> _Extracted records_:
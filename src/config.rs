use std::path::PathBuf;

use crate::format::OutputFormat;

pub const DEFAULT_FORMAT: OutputFormat = OutputFormat::Pcap;
pub const DEFAULT_CHANNEL: u8 = 1;
pub const DEFAULT_HOP_INTERVAL_MS: u64 = 250;
pub const DEFAULT_MAX_FILE_SIZE: u64 = 10 * 1024 * 1024;
pub const DEFAULT_CAPTURE_DIR: &str = "captures";
pub const HOP_CHANNELS: [u8; 13] = [1, 2, 3, 4, 5, 6, 7, 8, 9, 10, 11, 12, 13];

#[derive(Debug, Clone)]
pub struct CaptureConfig {
    /// Exactly one encoding per capture.
    pub format: OutputFormat,
    pub capture_dir: PathBuf,
    /// Rotate once the current file grows past this many bytes.
    pub max_file_size: u64,
    pub initial_channel: u8,
    pub channel_hopping: bool,
    pub hop_interval_ms: u64,
}

impl Default for CaptureConfig {
    fn default() -> Self {
        Self {
            format: DEFAULT_FORMAT,
            capture_dir: PathBuf::from(DEFAULT_CAPTURE_DIR),
            max_file_size: DEFAULT_MAX_FILE_SIZE,
            initial_channel: DEFAULT_CHANNEL,
            channel_hopping: true,
            hop_interval_ms: DEFAULT_HOP_INTERVAL_MS,
        }
    }
}

#[cfg(test)]
mod tests {
    use super::*;

    #[test]
    fn defaults() {
        let c = CaptureConfig::default();
        assert_eq!(c.format, OutputFormat::Pcap);
        assert_eq!(c.max_file_size, 10_485_760);
        assert_eq!(c.capture_dir, PathBuf::from("captures"));
        assert!(HOP_CHANNELS.contains(&c.initial_channel));
    }
}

> _Prompt_: Starting at the line that contains "use super::*;", print every line through the last one of the records, exactly and with nothing else.

> _Task response_:
    use super::*;

    #[test]
    fn defaults() {
        let c = CaptureConfig::default();
        assert_eq!(c.format, OutputFormat::Pcap);
        assert_eq!(c.max_file_size, 10_485_760);
        assert_eq!(c.capture_dir, PathBuf::from("captures"));
        assert!(HOP_CHANNELS.contains(&c.initial_channel));
    }
}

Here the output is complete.